April 22, 2018
We've had heifers in early labour try to steal calves, but never a cow that has lost her calf. Rebekke had what appeared to be a healthy bull calf one afternoon. All seemed well - it was relatively warm out, the calf was dried off and and up trying to nurse quickly. An hour later things turned south. The calf couldn't get up and was in obvious pain. We brought it in, but were unable to save it. In hindsight, we should have taken the body back out to Rebekke so she could mourn properly.
The next morning, Baby Pearl had a healthy, lively heifer calf.
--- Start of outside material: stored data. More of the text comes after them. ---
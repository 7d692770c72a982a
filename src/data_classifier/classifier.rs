use std::collections::HashSet;
use tracing::{debug, trace};

use super::Verdict;
use crate::url_parser::parse_domain;

/// Registrable domains that are always considered safe
pub const DEFAULT_TRUSTED_DOMAINS: &[&str] = &[
    "google.com", "wikipedia.org", "netflix.com", "microsoft.com", "youtube.com", "sxccal.edu",
    "facebook.com", "amazon.com", "amazon.in", "chatgpt.com", "openai.com", "claude.ai",
];

/// Payment URIs starting with this prefix are always considered safe
pub const UPI_PREFIX: &str = "upi://pay";

/// Pre-model override rules for known-good destinations
///
/// A decision from this policy is authoritative: the model is not consulted.
#[derive(Debug, Clone)]
pub struct TrustPolicy {
    trusted_domains: HashSet<String>,
    payment_prefix: String,
}

impl Default for TrustPolicy {
    fn default() -> Self {
        Self::new(DEFAULT_TRUSTED_DOMAINS.iter().copied(), UPI_PREFIX)
    }
}

impl TrustPolicy {
    pub fn new<I, S>(trusted_domains: I, payment_prefix: impl Into<String>) -> Self
    where
        I: IntoIterator<Item = S>,
        S: AsRef<str>,
    {
        Self {
            trusted_domains: trusted_domains
                .into_iter()
                .map(|d| d.as_ref().trim().trim_matches('.').to_lowercase())
                .filter(|d| !d.is_empty())
                .collect(),
            payment_prefix: payment_prefix.into(),
        }
    }

    pub fn trusted_domains(&self) -> &HashSet<String> {
        &self.trusted_domains
    }

    pub fn payment_prefix(&self) -> &str {
        &self.payment_prefix
    }

    /// Whether a registrable domain equals a trusted entry or sits under one
    ///
    /// Matching is anchored on a label boundary, so `evil-google.com` does
    /// not match `google.com`.
    pub fn is_trusted_domain(&self, registrable: &str) -> bool {
        let registrable = registrable.to_lowercase();
        self.trusted_domains.iter().any(|trusted| {
            registrable == *trusted
                || (registrable.len() > trusted.len()
                    && registrable.ends_with(trusted.as_str())
                    && registrable.as_bytes()[registrable.len() - trusted.len() - 1] == b'.')
        })
    }

    /// Returns `Some(Verdict::Safe)` for trusted domains and payment URIs, `None` otherwise
    ///
    /// # Arguments
    /// * `url` - The resolved URL
    ///
    /// # Returns
    /// * `Option<Verdict>` - The forced verdict, or None to defer to the model
    pub fn classify(&self, url: &str) -> Option<Verdict> {
        let registrable = parse_domain(url)
            .ok()
            .and_then(|parsed| parsed.registrable_domain());

        if let Some(registrable) = registrable {
            trace!("Checking registrable domain {} against trust list", registrable);
            if self.is_trusted_domain(&registrable) {
                debug!("Trusted domain {} overrides the model", registrable);
                return Some(Verdict::Safe);
            }
        }

        if url.starts_with(&self.payment_prefix) {
            debug!("Payment URI overrides the model: {}", url);
            return Some(Verdict::Safe);
        }

        None
    }
}
use std::collections::BTreeMap;

/// Shannon entropy of the character distribution of `text`, in bits
///
/// Returns exactly 0.0 for empty input. Counts are summed in character order
/// so identical input always yields a bit-identical result.
pub fn shannon_entropy(text: &str) -> f64 {
    let mut counts: BTreeMap<char, usize> = BTreeMap::new();
    let mut total = 0usize;
    for c in text.chars() {
        *counts.entry(c).or_insert(0) += 1;
        total += 1;
    }
    if total == 0 {
        return 0.0;
    }

    let total = total as f64;
    counts
        .values()
        .map(|&count| {
            let p = count as f64 / total;
            -p * p.log2()
        })
        .sum()
}
use actix_web::{web, HttpResponse, Responder};
use tracing::{debug, error, info, instrument, warn};

use crate::api::models::{AnalyzeRequest, AnalyzeResponse, ErrorResponse, HealthStatus, InvalidResponse};
use crate::api::processor::UrlAnalyzer;
use crate::data_classifier::Verdict;

const HOME_PAGE: &str = r#"<!DOCTYPE html>
<html lang="en">
<head>
  <meta charset="utf-8">
  <title>PhishScan</title>
</head>
<body>
  <h1>PhishScan URL classifier</h1>
  <p>Classifies URLs as safe or malicious.</p>
  <ul>
    <li><code>POST /analyze_url</code> with <code>{"url": "https://example.com"}</code></li>
    <li><code>GET /health</code></li>
  </ul>
</body>
</html>
"#;

/// Landing page listing the available endpoints
pub async fn home() -> impl Responder {
    HttpResponse::Ok()
        .content_type("text/html; charset=utf-8")
        .body(HOME_PAGE)
}

/// HTTP handler for URL classification
///
/// The body is parsed leniently: anything without a non-empty string `url`
/// is answered with "No URL provided" rather than an extractor error.
///
/// # Arguments
/// * `body` - Raw request body, expected to be `{"url": "..."}`
/// * `analyzer` - Shared classification pipeline
///
/// # Returns
/// * HTTP response with the verdict, or error information
#[instrument(skip(body, analyzer))]
pub async fn analyze_url(body: web::Bytes, analyzer: web::Data<UrlAnalyzer>) -> impl Responder {
    let Some(url) = AnalyzeRequest::url_from_body(&body) else {
        warn!("Rejected request without a usable URL ({} byte body)", body.len());
        return HttpResponse::BadRequest().json(ErrorResponse {
            error: "No URL provided".to_string(),
        });
    };

    match analyzer.analyze(&url).await {
        Ok(result) if result.verdict == Verdict::Invalid => {
            debug!("Answering invalid URL for {}", url);
            HttpResponse::BadRequest().json(InvalidResponse {
                result: result.verdict.message().to_string(),
            })
        }
        Ok(result) => {
            info!("Classified {} as {}", url, result.verdict);
            HttpResponse::Ok().json(AnalyzeResponse {
                url: result.resolved_url,
                result: result.verdict.message().to_string(),
            })
        }
        Err(e) => {
            error!("Classification failed for {}: {}", url, e);
            HttpResponse::InternalServerError().json(ErrorResponse {
                error: format!("Classification failed: {}", e),
            })
        }
    }
}

/// Health check endpoint for monitoring service status
#[instrument(skip(analyzer))]
pub async fn health_check(analyzer: web::Data<UrlAnalyzer>) -> impl Responder {
    debug!("Processing health check request");

    HttpResponse::Ok().json(HealthStatus {
        status: "healthy".to_string(),
        trusted_domains: analyzer.policy().trusted_domains().len(),
        shorteners: analyzer.resolver().config().shorteners.len(),
    })
}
Later that day, she just happened to take it to the exact spot we took Rebekke's calf from. Rebekke hustled over there, quite sure it was her calf (we've talked previously here about cattle having excellent spatial memory). Instead of fighting over the calf (as we'd expected any cow, especially a Highland to do) they both just decided co-parenting would be alright. The heifer, Flossie, nurses from both cows. The cleanest and most protected calf in the pasture - and will have no excuse not to come in with an exceptional weaning weight!
We could anthropomorphize and say that these two cows are altruistic, cooperative, even generous in spirit. Truth is, it likely has more to do with instinct. That spatial memory, hormones running high and the fact that Rebekke has a higher position in the fold than Baby Pearl (though both are mature cows). Any which way, it was a win, win - and a happy little ending.